Sometimes I imagine we’re at a party and it’s sometime past midnight. Music is pounding throughout the hall and people are crowing and dancing, and it’s a little sweatier than anyone would prefer. I’ve retired to a nearby chair, my shoes in one hand and a drink in the other. I lean back into the seat and let time slow for a second, observing the energy that surges around me. Tired but pleased with the night, I let myself rest in the silence of my own mind within the roaring crowd, my eyes closing as I let the go of the tension I hold. It feels surreal to be here, to be so alive, so awake. I feel a tap on my shoulder and my eyes open to find you sitting beside me, a look of curiosity on your face. We don’t have to say anything to know that we both feel really weird and happy, so I just kind of giggle in response. This seems to please you, so you hold out your hand to lead me. Complying, my hand finds yours and I lift myself up. Swirling through the crowd trying to keep hold of each other, we find the door, and the night sky beyond it. Neither one wearing shoes, we plant ourselves in the damp grass, hair mingling with the field as we look up. It’s cold and not quite comfortable but it doesn’t matter because we’re smiling and the sky is beautiful and I’m so glad you invited me. The silence turns into a cursed game of “connect the dots”, chaining together stars, followed by fits of laughter. I know that by this point, we both look a mess, but honestly, I don’t think either one of us cares if our dresses are creased or if our hair is mess. I look to you and see you smiling, and I’m happy you’re happy. I’m… happy.

But we don’t go out to parties. We don’t go out at all.

Sometimes I imagine us isolated in a little cabin up in the mountains while the worst snowstorm of the season blows, and I’m grabbing a couple more blankets from the closet so that we can sit together on the couch. The power went out so we have a couple of lamps glowing, and all the candles we dug out of storage are sprinkled throughout the room. The moon looms through the blizzard, it’s soft light seeps between the gaps in the curtains. The wind is roaring outside, so we have music playing off of my phone in the corner to try and muffle it. You’re walking back over to couch with a box of cookies that you said were a gift for one of our friends who was supposed to visit, rationalizing that they would only go waste if we didn’t eat them right now. My toes are freezing once again, so I tuck them under the covers and lean my back against your side, slipping under your arm as you sit down and adjusting so that my head is in your lap and I’m looking up at you. Smiling out of embarrassment. Because there is nothing else to do than to enjoy each other’s company.

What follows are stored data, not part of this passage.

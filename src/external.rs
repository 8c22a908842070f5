//! Launching of external programs.

use crate::command::{EXIT_FAILURE, EXIT_NOT_EXECUTABLE, EXIT_NOT_FOUND, ExitCode, exit_code};
use crate::parser::Redirect;
use crate::signal;
use anyhow::{Context, Result};
use log::{debug, info, warn};
use nix::fcntl::{OFlag, open};
use nix::sys::stat::Mode;
use nix::libc::_exit;
use nix::unistd::{close, dup2};
use std::ffi::{CString, OsStr, OsString};
use std::fs::File;
use std::io::{ErrorKind, Write};
use std::mem::ManuallyDrop;
use std::os::fd::{FromRawFd, RawFd};
use std::os::unix::ffi::{OsStrExt, OsStringExt};
use std::os::unix::process::CommandExt;
use std::path::Path;
use std::process::{Child, Stdio};

/// Permission bits of files created by output redirection, before the umask.
pub const OUTPUT_FILE_MODE: u32 = 0o666;

const STDIN_FD: RawFd = 0;
const STDOUT_FD: RawFd = 1;
const STDERR_FD: RawFd = 2;

/// Command that is not a builtin.
#[derive(Debug, Clone)]
pub struct ExternalCommand {
    name: OsString,
    args: Vec<OsString>,
    redirects: Vec<ChildRedirect>,
}

/// A file the child opens onto one of its standard descriptors before `exec`.
#[derive(Debug, Clone)]
struct ChildRedirect {
    /// Absolute path handed to `open(2)`.
    path: CString,
    /// The path as the user wrote it, for diagnostics.
    shown: Vec<u8>,
    flags: OFlag,
    target: RawFd,
}

/// Outcome of trying to start an [`ExternalCommand`].
#[derive(Debug)]
pub enum Launch {
    /// The program is running in a child process.
    Running(Child),
    /// The program could not be started; the code is what the shell reports for it.
    Failed(ExitCode),
}

impl ExternalCommand {
    pub fn new(name: OsString, args: Vec<OsString>) -> Self {
        Self {
            name,
            args,
            redirects: Vec::new(),
        }
    }

    /// Builds a command from an argument vector whose first element is the program.
    ///
    /// Returns `None` for an empty vector.
    pub fn from_argv(argv: &[String]) -> Option<Self> {
        let (name, args) = argv.split_first()?;
        Some(Self::new(
            name.into(),
            args.iter().map(OsString::from).collect(),
        ))
    }

    pub fn name(&self) -> &OsStr {
        &self.name
    }

    /// Adds a redirection, resolved against `current_dir`.
    ///
    /// The file is opened by the child, after `fork` and before `exec`, in the
    /// order the redirections were added. Input files are opened read-only,
    /// output files write-only, created with [`OUTPUT_FILE_MODE`] and truncated.
    /// A file that cannot be opened makes the child print a message and exit
    /// with [`EXIT_FAILURE`].
    pub fn redirect(&mut self, redirect: &Redirect, current_dir: &Path) -> Result<()> {
        let (flags, target) = match redirect {
            Redirect::Input(_) => (OFlag::O_RDONLY, STDIN_FD),
            Redirect::Output(_) => (
                OFlag::O_WRONLY | OFlag::O_CREAT | OFlag::O_TRUNC,
                STDOUT_FD,
            ),
        };
        let shown = redirect.path().as_os_str().as_bytes().to_vec();
        let path = CString::new(current_dir.join(redirect.path()).into_os_string().into_vec())
            .with_context(|| format!("invalid file name {}", redirect.path().display()))?;
        self.redirects.push(ChildRedirect {
            path,
            shown,
            flags,
            target,
        });
        Ok(())
    }

    /// Starts the program with the given standard streams.
    ///
    /// An unqualified program name is searched in `PATH`. The environment of the
    /// shell is inherited. `stdin` and `stdout` are moved into the child; the
    /// parent's copies are closed before this function returns. Redirections
    /// added with [`ExternalCommand::redirect`] replace them inside the child.
    ///
    /// A program that cannot be found or executed is reported on stderr and yields
    /// [`Launch::Failed`]; any other failure (e.g. the process table is full) is an
    /// error.
    pub fn spawn(&self, stdin: Stdio, stdout: Stdio, current_dir: &Path) -> Result<Launch> {
        let mut command = std::process::Command::new(&self.name);
        command
            .args(&self.args)
            .stdin(stdin)
            .stdout(stdout)
            .current_dir(current_dir);
        if !self.redirects.is_empty() {
            let redirects = self.redirects.clone();
            // SAFETY: the hook only makes async-signal-safe calls and does not allocate.
            unsafe {
                command.pre_exec(move || apply_redirects(&redirects));
            }
        }
        debug!("spawning {:?} with args {:?}", self.name, self.args);

        match command.spawn() {
            Ok(child) => {
                info!("started {:?} as pid {}", self.name, child.id());
                Ok(Launch::Running(child))
            }
            Err(err) if err.kind() == ErrorKind::NotFound && !current_dir.is_dir() => {
                warn!("working directory {} is gone: {err}", current_dir.display());
                eprintln!(
                    "minish: {}: working directory no longer exists",
                    current_dir.display()
                );
                Ok(Launch::Failed(EXIT_FAILURE))
            }
            Err(err) if err.kind() == ErrorKind::NotFound => {
                warn!("{:?}: {err}", self.name);
                eprintln!("minish: {}: command not found", self.name.to_string_lossy());
                Ok(Launch::Failed(EXIT_NOT_FOUND))
            }
            Err(err) if err.kind() == ErrorKind::PermissionDenied => {
                warn!("{:?}: {err}", self.name);
                eprintln!("minish: {}: {err}", self.name.to_string_lossy());
                Ok(Launch::Failed(EXIT_NOT_EXECUTABLE))
            }
            Err(err) => {
                Err(err).with_context(|| format!("failed to start {}", self.name.to_string_lossy()))
            }
        }
    }
}

/// Runs in the forked child: opens every redirection file and moves it onto its
/// standard descriptor, then closes the original.
fn apply_redirects(redirects: &[ChildRedirect]) -> std::io::Result<()> {
    signal::reset_caught_signals();
    let mode = Mode::from_bits_truncate(OUTPUT_FILE_MODE);
    for redirect in redirects {
        let fd = match open(redirect.path.as_c_str(), redirect.flags, mode) {
            Ok(fd) => fd,
            Err(errno) => {
                report_open_failure(&redirect.shown, errno.desc());
                // SAFETY: `_exit` is async-signal-safe and terminates the forked child.
                unsafe { _exit(EXIT_FAILURE) }
            }
        };
        if fd != redirect.target {
            dup2(fd, redirect.target)?;
            close(fd)?;
        }
    }
    Ok(())
}

fn report_open_failure(shown: &[u8], reason: &str) {
    // SAFETY: descriptor 2 is only borrowed; `ManuallyDrop` keeps it open.
    let mut stderr = ManuallyDrop::new(unsafe { File::from_raw_fd(STDERR_FD) });
    let parts: [&[u8]; 5] = [b"minish: ", shown, b": ", reason.as_bytes(), b"\n"];
    for part in parts {
        let _ = stderr.write_all(part);
    }
}

impl Launch {
    /// Blocks until the child terminates and returns its exit code.
    pub fn wait(self) -> Result<ExitCode> {
        match self {
            Launch::Running(mut child) => {
                let pid = child.id();
                let status = child
                    .wait()
                    .with_context(|| format!("failed to wait for pid {pid}"))?;
                let code = exit_code(status);
                info!("pid {pid} exited with {code}");
                Ok(code)
            }
            Launch::Failed(code) => Ok(code),
        }
    }

    /// Kills a running child and reaps it. Failures are only logged.
    pub fn kill_and_wait(self) {
        if let Launch::Running(mut child) = self {
            let pid = child.id();
            if let Err(err) = child.kill() {
                warn!("failed to kill pid {pid}: {err}");
            }
            if let Err(err) = child.wait() {
                warn!("failed to reap pid {pid}: {err}");
            }
        }
    }
}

But I can’t see your face. I can’t see you at all.

Sometimes I imagine that I’ve just woken up early in the morning. But instead of reaching for my phone to check the alarm, I’m looking at a text message from you. You’re asking me if I’m awake. Well, I am now. Your reply is instant, a in-text laugh and a “good”. I ask you why you’re waking me up so early, and then put my phone down to walk to the bathroom so that I can fix my hair. I’m halfway through my second attempt at a ponytail, when the beeping of my phone takes on a steady pattern of quick pings, and I bolt back to my room. It was too early for me to be making this much noise, and everyone one else was still sleeping. I click off the ringer and look at the 13 messages you have sent me. You are sending each letter of my name individually and are just beginning your third iteration of the cycle. “Jeez what do you want from me?” A pause in the flow of your texts, and then a single response. “nothing :)”. I swear to you that I’m going to lose it, but the subconscious smile inching across my face seems to contradict that. I add a couple of facepalms to our conversation and put the phone down. I wasn’t planning on waking up for the stuff I had to do today, but here I am, getting ready 15 minutes before when I usually would. So stupid. Another notification pops up, and although I know I should keep getting ready, the curiosity wins, and I reach to check. You say you woke me up because you wanted me to be there today. In a strange way, I also want to be there now.

But… we don’t really talk like that anymore, do we?

—————-

If we could, we would, wouldn’t we? But we’re all so caught up in our lives, and tangled in our own words. Stuck in this loop and we can’t thread these thoughts together anymore.

So instead, I dream so that I don’t accidentally let us go.